Collected data entries

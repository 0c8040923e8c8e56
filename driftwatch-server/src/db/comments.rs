//! Comment queries

use sqlx::sqlite::SqliteRow;
use sqlx::{Row, SqlitePool};

use driftwatch_common::db::models::Comment;
use driftwatch_common::Result;

fn comment_from_row(row: &SqliteRow) -> Comment {
    Comment {
        id: row.get("id"),
        post_id: row.get("post_id"),
        author: row.get("author"),
        content: row.get("content"),
        created_at: row.get("created_at"),
    }
}

pub async fn insert(pool: &SqlitePool, comment: &Comment) -> Result<()> {
    sqlx::query(
        "INSERT INTO comments (id, post_id, author, content, created_at) VALUES (?, ?, ?, ?, ?)",
    )
    .bind(&comment.id)
    .bind(&comment.post_id)
    .bind(&comment.author)
    .bind(&comment.content)
    .bind(comment.created_at)
    .execute(pool)
    .await?;

    Ok(())
}

/// Comments on one post, newest first.
pub async fn list_for_post(pool: &SqlitePool, post_id: &str) -> Result<Vec<Comment>> {
    let rows = sqlx::query(
        "SELECT id, post_id, author, content, created_at
         FROM comments WHERE post_id = ? ORDER BY created_at DESC",
    )
    .bind(post_id)
    .fetch_all(pool)
    .await?;

    Ok(rows.iter().map(comment_from_row).collect())
}

#[cfg(test)]
mod tests {
    use super::*;
    use chrono::{Duration, Utc};
    use driftwatch_common::db::init_memory_database;
    use driftwatch_common::db::models::{Post, Severity};

    async fn seed_post(pool: &SqlitePool) {
        crate::db::incidents::create(
            pool,
            crate::db::incidents::NewIncident {
                id: Some("inc-1".to_string()),
                title: "Flood".to_string(),
                severity: Severity::Critical,
                location: "Riverside".to_string(),
                status: None,
            },
        )
        .await
        .unwrap();

        crate::db::posts::insert(
            pool,
            &Post {
                id: "p1".to_string(),
                incident_id: "inc-1".to_string(),
                parent_id: None,
                content: "Water levels rising slowly.".to_string(),
                author: "river_watch".to_string(),
                timestamp: Utc::now(),
                mutation_score: 0.0,
                mutation_category: None,
                credible_votes: 0,
                total_votes: 0,
            },
        )
        .await
        .unwrap();
    }

    fn comment(id: &str, minutes: i64) -> Comment {
        Comment {
            id: id.to_string(),
            post_id: "p1".to_string(),
            author: "reader".to_string(),
            content: format!("comment {id}"),
            created_at: Utc::now() + Duration::minutes(minutes),
        }
    }

    #[tokio::test]
    async fn test_list_newest_first() {
        let pool = init_memory_database().await.unwrap();
        seed_post(&pool).await;

        insert(&pool, &comment("c-old", 0)).await.unwrap();
        insert(&pool, &comment("c-new", 5)).await.unwrap();

        let comments = list_for_post(&pool, "p1").await.unwrap();
        let ids: Vec<&str> = comments.iter().map(|c| c.id.as_str()).collect();
        assert_eq!(ids, vec!["c-new", "c-old"]);
    }

    #[tokio::test]
    async fn test_comment_requires_existing_post() {
        let pool = init_memory_database().await.unwrap();

        let orphan = Comment {
            id: "c1".to_string(),
            post_id: "missing".to_string(),
            author: "reader".to_string(),
            content: "hello".to_string(),
            created_at: Utc::now(),
        };
        assert!(insert(&pool, &orphan).await.is_err());
    }
}
//! Content analysis endpoint

use axum::{extract::State, Json};
use serde::Deserialize;

use crate::analysis::TruthScorecard;
use crate::state::AppContext;

use super::error::{ApiError, ApiResult};

#[derive(Debug, Deserialize)]
pub struct AnalyzeRequest {
    pub content: String,
}

/// POST /api/analyze - Score arbitrary content against stored posts
///
/// Always answers 200 with a scorecard; a missing API key or a failed
/// model call degrade the scorecard instead of failing the request.
pub async fn analyze_content(
    State(ctx): State<AppContext>,
    Json(req): Json<AnalyzeRequest>,
) -> ApiResult<Json<TruthScorecard>> {
    if req.content.trim().is_empty() {
        return Err(ApiError::BadRequest("content must not be empty".to_string()));
    }
    let scorecard = ctx.analysis.scorecard(&ctx.db_pool, &req.content).await?;
    Ok(Json(scorecard))
}
//! Demo control endpoints
//!
//! Speed and pause changes only write the demo state row; the replay
//! loop reads that row on every tick, so they apply without restarting
//! the task.

use axum::{extract::State, Json};
use serde::{Deserialize, Serialize};
use tracing::info;

use crate::db::{demo, incidents, posts};
use crate::state::AppContext;

use super::error::{ApiError, ApiResult};
use super::StatusResponse;

pub const MIN_SPEED: f64 = 0.5;
pub const MAX_SPEED: f64 = 5.0;

#[derive(Debug, Serialize)]
#[serde(rename_all = "camelCase")]
pub struct DemoStateResponse {
    pub speed: f64,
    pub is_paused: bool,
    /// Replay progress in percent, capped at 100.
    pub progress: f64,
}

#[derive(Debug, Deserialize)]
pub struct SpeedRequest {
    pub speed: f64,
}

async fn state_response(ctx: &AppContext) -> ApiResult<DemoStateResponse> {
    let state = demo::get_state(&ctx.db_pool).await?;
    let total = ctx.replay.scanner().total_posts();
    let progress = if total == 0 {
        0.0
    } else {
        let percent = posts::count(&ctx.db_pool).await? as f64 / total as f64 * 100.0;
        (percent.min(100.0) * 100.0).round() / 100.0
    };
    Ok(DemoStateResponse {
        speed: state.speed,
        is_paused: state.is_paused,
        progress,
    })
}

/// GET /api/demo/state - Current speed, paused flag and replay progress
pub async fn get_state(State(ctx): State<AppContext>) -> ApiResult<Json<DemoStateResponse>> {
    Ok(Json(state_response(&ctx).await?))
}

/// PATCH /api/demo/speed - Set the replay speed multiplier
pub async fn set_speed(
    State(ctx): State<AppContext>,
    Json(req): Json<SpeedRequest>,
) -> ApiResult<Json<DemoStateResponse>> {
    if !req.speed.is_finite() || !(MIN_SPEED..=MAX_SPEED).contains(&req.speed) {
        return Err(ApiError::BadRequest(format!(
            "speed must be between {} and {}",
            MIN_SPEED, MAX_SPEED
        )));
    }
    demo::set_speed(&ctx.db_pool, req.speed).await?;
    info!("Replay speed set to {}", req.speed);
    Ok(Json(state_response(&ctx).await?))
}

/// POST /api/demo/pause - Pause the replay loop
pub async fn pause(State(ctx): State<AppContext>) -> ApiResult<Json<DemoStateResponse>> {
    demo::set_paused(&ctx.db_pool, true).await?;
    Ok(Json(state_response(&ctx).await?))
}

/// POST /api/demo/resume - Resume the replay loop
pub async fn resume(State(ctx): State<AppContext>) -> ApiResult<Json<DemoStateResponse>> {
    demo::set_paused(&ctx.db_pool, false).await?;
    Ok(Json(state_response(&ctx).await?))
}

/// POST /api/demo/reset - Wipe all rows, re-seed incidents, rewind
pub async fn reset(State(ctx): State<AppContext>) -> ApiResult<Json<StatusResponse>> {
    demo::reset_all(&ctx.db_pool).await?;

    for scripted in &ctx.replay.script().incidents {
        incidents::create(
            &ctx.db_pool,
            incidents::NewIncident {
                id: Some(scripted.id.clone()),
                title: scripted.title.clone(),
                severity: scripted.severity,
                location: scripted.location.clone(),
                status: Some(scripted.status.clone()),
            },
        )
        .await?;
    }
    ctx.replay.scanner().rewind();

    info!("Demo reset: data wiped, incidents re-seeded, replay rewound");
    Ok(Json(StatusResponse {
        status: "reset".to_string(),
    }))
}
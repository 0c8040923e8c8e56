//! Database initialization
//!
//! Creates the SQLite database on first run and brings the schema up
//! idempotently on every start. All statements use CREATE TABLE IF NOT
//! EXISTS so re-running against an existing database is safe.

use crate::Result;
use sqlx::{sqlite::SqlitePoolOptions, SqlitePool};
use std::path::Path;
use tracing::info;

/// Initialize database connection and create tables if needed
pub async fn init_database(db_path: &Path) -> Result<SqlitePool> {
    let newly_created = !db_path.exists();

    // Create parent directory if it doesn't exist
    if let Some(parent) = db_path.parent() {
        std::fs::create_dir_all(parent)?;
    }

    // Use sqlite options to create database if it doesn't exist
    let db_url = format!("sqlite://{}?mode=rwc", db_path.display());
    let pool = SqlitePoolOptions::new()
        .max_connections(5)
        .connect(&db_url)
        .await?;

    if newly_created {
        info!("Initialized new database: {}", db_path.display());
    } else {
        info!("Opened existing database: {}", db_path.display());
    }

    // Enable foreign keys
    sqlx::query("PRAGMA foreign_keys = ON")
        .execute(&pool)
        .await?;

    // WAL mode keeps readers unblocked while the replay loop writes
    sqlx::query("PRAGMA journal_mode = WAL")
        .execute(&pool)
        .await?;

    sqlx::query("PRAGMA busy_timeout = 5000")
        .execute(&pool)
        .await?;

    create_schema(&pool).await?;

    Ok(pool)
}

/// Open an in-memory database with the full schema.
///
/// A single connection keeps every handle on the same in-memory store;
/// sqlx would otherwise give each pooled connection its own empty
/// database.
pub async fn init_memory_database() -> Result<SqlitePool> {
    let pool = SqlitePoolOptions::new()
        .max_connections(1)
        .connect("sqlite::memory:")
        .await?;

    sqlx::query("PRAGMA foreign_keys = ON")
        .execute(&pool)
        .await?;

    create_schema(&pool).await?;

    Ok(pool)
}

/// Create all tables (idempotent, safe to call multiple times)
pub async fn create_schema(pool: &SqlitePool) -> Result<()> {
    create_incidents_table(pool).await?;
    create_posts_table(pool).await?;
    create_comments_table(pool).await?;
    create_demo_state_table(pool).await?;
    Ok(())
}

async fn create_incidents_table(pool: &SqlitePool) -> Result<()> {
    sqlx::query(
        r#"
        CREATE TABLE IF NOT EXISTS incidents (
            id TEXT PRIMARY KEY,
            title TEXT NOT NULL,
            severity TEXT NOT NULL CHECK (severity IN ('CRITICAL', 'WARNING')),
            location TEXT NOT NULL,
            status TEXT NOT NULL DEFAULT 'ACTIVE',
            created_at TIMESTAMP NOT NULL DEFAULT CURRENT_TIMESTAMP,
            updated_at TIMESTAMP NOT NULL DEFAULT CURRENT_TIMESTAMP
        )
        "#,
    )
    .execute(pool)
    .await?;

    Ok(())
}

/// Create the posts table
///
/// Every post belongs to an incident; reshared posts also reference the
/// post they were derived from. Vote counters live here so increments
/// can be done in a single UPDATE.
async fn create_posts_table(pool: &SqlitePool) -> Result<()> {
    sqlx::query(
        r#"
        CREATE TABLE IF NOT EXISTS posts (
            id TEXT PRIMARY KEY,
            incident_id TEXT NOT NULL REFERENCES incidents(id) ON DELETE CASCADE,
            parent_id TEXT REFERENCES posts(id) ON DELETE CASCADE,
            content TEXT NOT NULL,
            author TEXT NOT NULL,
            timestamp TIMESTAMP NOT NULL DEFAULT CURRENT_TIMESTAMP,
            mutation_score REAL NOT NULL DEFAULT 0.0,
            mutation_category TEXT CHECK (
                mutation_category IS NULL
                OR mutation_category IN ('MINOR', 'MODERATE', 'MAJOR')
            ),
            credible_votes INTEGER NOT NULL DEFAULT 0,
            total_votes INTEGER NOT NULL DEFAULT 0,
            CHECK (credible_votes >= 0),
            CHECK (total_votes >= credible_votes)
        )
        "#,
    )
    .execute(pool)
    .await?;

    // Create indexes
    sqlx::query("CREATE INDEX IF NOT EXISTS idx_posts_incident ON posts(incident_id)")
        .execute(pool)
        .await?;
    sqlx::query("CREATE INDEX IF NOT EXISTS idx_posts_parent ON posts(parent_id)")
        .execute(pool)
        .await?;

    Ok(())
}

async fn create_comments_table(pool: &SqlitePool) -> Result<()> {
    sqlx::query(
        r#"
        CREATE TABLE IF NOT EXISTS comments (
            id TEXT PRIMARY KEY,
            post_id TEXT NOT NULL REFERENCES posts(id) ON DELETE CASCADE,
            author TEXT NOT NULL,
            content TEXT NOT NULL,
            created_at TIMESTAMP NOT NULL DEFAULT CURRENT_TIMESTAMP
        )
        "#,
    )
    .execute(pool)
    .await?;

    sqlx::query("CREATE INDEX IF NOT EXISTS idx_comments_post ON comments(post_id)")
        .execute(pool)
        .await?;

    Ok(())
}

/// Create the demo_state table
///
/// Single-row table holding the replay controls. The CHECK on id pins
/// the row count to one; the row is created here so readers never see
/// an empty table.
async fn create_demo_state_table(pool: &SqlitePool) -> Result<()> {
    sqlx::query(
        r#"
        CREATE TABLE IF NOT EXISTS demo_state (
            id INTEGER PRIMARY KEY CHECK (id = 1),
            speed REAL NOT NULL DEFAULT 1.0,
            is_paused INTEGER NOT NULL DEFAULT 0,
            current_position INTEGER NOT NULL DEFAULT 0,
            updated_at TIMESTAMP NOT NULL DEFAULT CURRENT_TIMESTAMP
        )
        "#,
    )
    .execute(pool)
    .await?;

    // Seed the single row if it doesn't exist
    sqlx::query("INSERT OR IGNORE INTO demo_state (id) VALUES (1)")
        .execute(pool)
        .await?;

    Ok(())
}
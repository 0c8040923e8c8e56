//! Database models
//!
//! Entities serialize with the camelCase field names the HTTP API and
//! event payloads expose; columns use snake_case in the schema.

use chrono::{DateTime, Utc};
use serde::{Deserialize, Serialize};
use std::fmt;
use std::str::FromStr;

use crate::mutation::MutationCategory;

/// Incident severity, stored as TEXT.
///
/// Drives default display ordering: CRITICAL incidents list before
/// WARNING ones.
#[derive(Debug, Clone, Copy, PartialEq, Eq, Serialize, Deserialize)]
#[serde(rename_all = "UPPERCASE")]
pub enum Severity {
    Critical,
    Warning,
}

impl Severity {
    pub fn as_str(&self) -> &'static str {
        match self {
            Severity::Critical => "CRITICAL",
            Severity::Warning => "WARNING",
        }
    }
}

impl fmt::Display for Severity {
    fn fmt(&self, f: &mut fmt::Formatter<'_>) -> fmt::Result {
        f.write_str(self.as_str())
    }
}

impl FromStr for Severity {
    type Err = crate::Error;

    fn from_str(s: &str) -> Result<Self, Self::Err> {
        match s {
            "CRITICAL" => Ok(Severity::Critical),
            "WARNING" => Ok(Severity::Warning),
            other => Err(crate::Error::Validation(format!(
                "unknown severity: {}",
                other
            ))),
        }
    }
}

#[derive(Debug, Clone, Serialize, Deserialize)]
#[serde(rename_all = "camelCase")]
pub struct Incident {
    pub id: String,
    pub title: String,
    pub severity: Severity,
    pub location: String,
    pub status: String,
    pub created_at: DateTime<Utc>,
    pub updated_at: DateTime<Utc>,
}

#[derive(Debug, Clone, Serialize, Deserialize)]
#[serde(rename_all = "camelCase")]
pub struct Post {
    pub id: String,
    pub incident_id: String,
    pub parent_id: Option<String>,
    pub content: String,
    pub author: String,
    pub timestamp: DateTime<Utc>,
    pub mutation_score: f64,
    pub mutation_category: Option<MutationCategory>,
    pub credible_votes: i64,
    pub total_votes: i64,
}

#[derive(Debug, Clone, Serialize, Deserialize)]
#[serde(rename_all = "camelCase")]
pub struct Comment {
    pub id: String,
    pub post_id: String,
    pub author: String,
    pub content: String,
    pub created_at: DateTime<Utc>,
}

/// Single-row replay control state.
#[derive(Debug, Clone, Serialize, Deserialize)]
#[serde(rename_all = "camelCase")]
pub struct DemoState {
    pub speed: f64,
    pub is_paused: bool,
    pub current_position: i64,
}

impl Default for DemoState {
    fn default() -> Self {
        Self {
            speed: 1.0,
            is_paused: false,
            current_position: 0,
        }
    }
}
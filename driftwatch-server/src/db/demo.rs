//! Demo state queries
//!
//! The replay controls live in a single pinned row (id = 1). Readers
//! re-create the row if a reset removed it, so there is never a window
//! where the controls are unreadable.

use chrono::Utc;
use sqlx::SqlitePool;

use driftwatch_common::db::models::DemoState;
use driftwatch_common::Result;

async fn ensure_row(pool: &SqlitePool) -> Result<()> {
    sqlx::query("INSERT OR IGNORE INTO demo_state (id) VALUES (1)")
        .execute(pool)
        .await?;
    Ok(())
}

pub async fn get_state(pool: &SqlitePool) -> Result<DemoState> {
    ensure_row(pool).await?;

    let (speed, is_paused, current_position): (f64, bool, i64) = sqlx::query_as(
        "SELECT speed, is_paused, current_position FROM demo_state WHERE id = 1",
    )
    .fetch_one(pool)
    .await?;

    Ok(DemoState {
        speed,
        is_paused,
        current_position,
    })
}

pub async fn set_speed(pool: &SqlitePool, speed: f64) -> Result<()> {
    ensure_row(pool).await?;
    sqlx::query("UPDATE demo_state SET speed = ?, updated_at = ? WHERE id = 1")
        .bind(speed)
        .bind(Utc::now())
        .execute(pool)
        .await?;
    Ok(())
}

pub async fn set_paused(pool: &SqlitePool, paused: bool) -> Result<()> {
    ensure_row(pool).await?;
    sqlx::query("UPDATE demo_state SET is_paused = ?, updated_at = ? WHERE id = 1")
        .bind(paused)
        .bind(Utc::now())
        .execute(pool)
        .await?;
    Ok(())
}

pub async fn set_position(pool: &SqlitePool, position: i64) -> Result<()> {
    ensure_row(pool).await?;
    sqlx::query("UPDATE demo_state SET current_position = ?, updated_at = ? WHERE id = 1")
        .bind(position)
        .bind(Utc::now())
        .execute(pool)
        .await?;
    Ok(())
}

/// Delete every row in FK-safe order and recreate a default demo row.
pub async fn reset_all(pool: &SqlitePool) -> Result<()> {
    sqlx::query("DELETE FROM comments").execute(pool).await?;
    sqlx::query("DELETE FROM posts").execute(pool).await?;
    sqlx::query("DELETE FROM incidents").execute(pool).await?;
    sqlx::query("DELETE FROM demo_state").execute(pool).await?;

    ensure_row(pool).await
}

#[cfg(test)]
mod tests {
    use super::*;
    use driftwatch_common::db::init_memory_database;
    use driftwatch_common::db::models::Severity;

    #[tokio::test]
    async fn test_defaults_present() {
        let pool = init_memory_database().await.unwrap();
        let state = get_state(&pool).await.unwrap();
        assert_eq!(state.speed, 1.0);
        assert!(!state.is_paused);
        assert_eq!(state.current_position, 0);
    }

    #[tokio::test]
    async fn test_controls_round_trip() {
        let pool = init_memory_database().await.unwrap();

        set_speed(&pool, 2.5).await.unwrap();
        set_paused(&pool, true).await.unwrap();
        set_position(&pool, 7).await.unwrap();

        let state = get_state(&pool).await.unwrap();
        assert_eq!(state.speed, 2.5);
        assert!(state.is_paused);
        assert_eq!(state.current_position, 7);
    }

    #[tokio::test]
    async fn test_reset_clears_everything_and_restores_defaults() {
        let pool = init_memory_database().await.unwrap();

        crate::db::incidents::create(
            &pool,
            crate::db::incidents::NewIncident {
                id: Some("inc-1".to_string()),
                title: "Flood".to_string(),
                severity: Severity::Critical,
                location: "Riverside".to_string(),
                status: None,
            },
        )
        .await
        .unwrap();
        set_speed(&pool, 4.0).await.unwrap();

        reset_all(&pool).await.unwrap();

        assert_eq!(crate::db::posts::count(&pool).await.unwrap(), 0);
        assert!(crate::db::incidents::list(&pool, None).await.unwrap().is_empty());

        let state = get_state(&pool).await.unwrap();
        assert_eq!(state.speed, 1.0);
        assert!(!state.is_paused);
    }
}
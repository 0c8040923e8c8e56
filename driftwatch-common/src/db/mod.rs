//! Database models and initialization

pub mod init;
pub mod models;

pub use init::*;
pub use models::*;
//! Post endpoints
//!
//! Creation, voting and commenting all run through the pipeline so
//! scoring and viewer notification behave the same for API posts and
//! replayed posts.

use axum::{
    extract::{Path, State},
    Json,
};
use chrono::{DateTime, Utc};
use serde::Deserialize;

use driftwatch_common::db::models::{Comment, Post};

use crate::db::comments;
use crate::pipeline::{self, NewComment, NewPost, PostDiff};
use crate::state::AppContext;

use super::error::ApiResult;

#[derive(Debug, Deserialize)]
#[serde(rename_all = "camelCase")]
pub struct CreatePostRequest {
    pub id: Option<String>,
    pub incident_id: String,
    pub parent_id: Option<String>,
    pub content: String,
    pub author: String,
    pub timestamp: Option<DateTime<Utc>>,
}

#[derive(Debug, Deserialize)]
#[serde(rename_all = "camelCase")]
pub struct VoteRequest {
    pub is_credible: bool,
}

#[derive(Debug, Deserialize)]
pub struct CreateCommentRequest {
    pub author: String,
    pub content: String,
}

/// POST /api/posts - Create a post (scored against its parent)
pub async fn create_post(
    State(ctx): State<AppContext>,
    Json(req): Json<CreatePostRequest>,
) -> ApiResult<Json<Post>> {
    let post = pipeline::create_post(
        &ctx.db_pool,
        &ctx.registry,
        NewPost {
            id: req.id,
            incident_id: req.incident_id,
            parent_id: req.parent_id,
            content: req.content,
            author: req.author,
            timestamp: req.timestamp,
        },
    )
    .await?;
    Ok(Json(post))
}

/// GET /api/posts/:id - Fetch one post or 404
pub async fn get_post(
    State(ctx): State<AppContext>,
    Path(id): Path<String>,
) -> ApiResult<Json<Post>> {
    let post = crate::db::posts::get(&ctx.db_pool, &id).await?;
    Ok(Json(post))
}

/// GET /api/posts/:id/diff - Post, its parent and the opcode diff
///
/// Root posts answer with a null parent and an empty diff, not 404.
pub async fn get_post_diff(
    State(ctx): State<AppContext>,
    Path(id): Path<String>,
) -> ApiResult<Json<PostDiff>> {
    let diff = pipeline::post_diff(&ctx.db_pool, &id).await?;
    Ok(Json(diff))
}

/// POST /api/posts/:id/vote - Record a credibility vote
pub async fn vote_post(
    State(ctx): State<AppContext>,
    Path(id): Path<String>,
    Json(req): Json<VoteRequest>,
) -> ApiResult<Json<Post>> {
    let post = pipeline::record_vote(&ctx.db_pool, &ctx.registry, &id, req.is_credible).await?;
    Ok(Json(post))
}

/// GET /api/posts/:id/comments - Comments for a post, newest first
pub async fn list_comments(
    State(ctx): State<AppContext>,
    Path(id): Path<String>,
) -> ApiResult<Json<Vec<Comment>>> {
    // 404 for a bad id rather than an empty list
    crate::db::posts::get(&ctx.db_pool, &id).await?;
    let rows = comments::list_for_post(&ctx.db_pool, &id).await?;
    Ok(Json(rows))
}

/// POST /api/posts/:id/comments - Attach a comment
pub async fn create_comment(
    State(ctx): State<AppContext>,
    Path(id): Path<String>,
    Json(req): Json<CreateCommentRequest>,
) -> ApiResult<Json<Comment>> {
    let comment = pipeline::add_comment(
        &ctx.db_pool,
        &ctx.registry,
        &id,
        NewComment {
            author: req.author,
            content: req.content,
        },
    )
    .await?;
    Ok(Json(comment))
}
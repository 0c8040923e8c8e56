//! Live update events for incident viewers
//!
//! Events are broadcast per incident and serialized for SSE transmission
//! as `{"type": ..., "payload": ...}` with snake_case type tags.

use serde::{Deserialize, Serialize};

use crate::db::models::{Comment, Post};

/// Event kinds pushed to viewers subscribed to an incident.
#[derive(Debug, Clone, Serialize, Deserialize)]
#[serde(tag = "type", content = "payload", rename_all = "snake_case")]
pub enum IncidentEvent {
    /// A post was created under the incident (root or reply)
    NewPost(Post),

    /// A post's vote counters changed
    PostVoted(Post),

    /// A comment was added to one of the incident's posts
    #[serde(rename_all = "camelCase")]
    NewComment { comment: Comment, post_id: String },
}

impl IncidentEvent {
    /// Get event type as string for SSE event names and filtering
    pub fn event_type(&self) -> &str {
        match self {
            IncidentEvent::NewPost(_) => "new_post",
            IncidentEvent::PostVoted(_) => "post_voted",
            IncidentEvent::NewComment { .. } => "new_comment",
        }
    }
}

• Your objective: A single figure must be given: how many lines of the records above include the string "const".

• Answer to this task: 2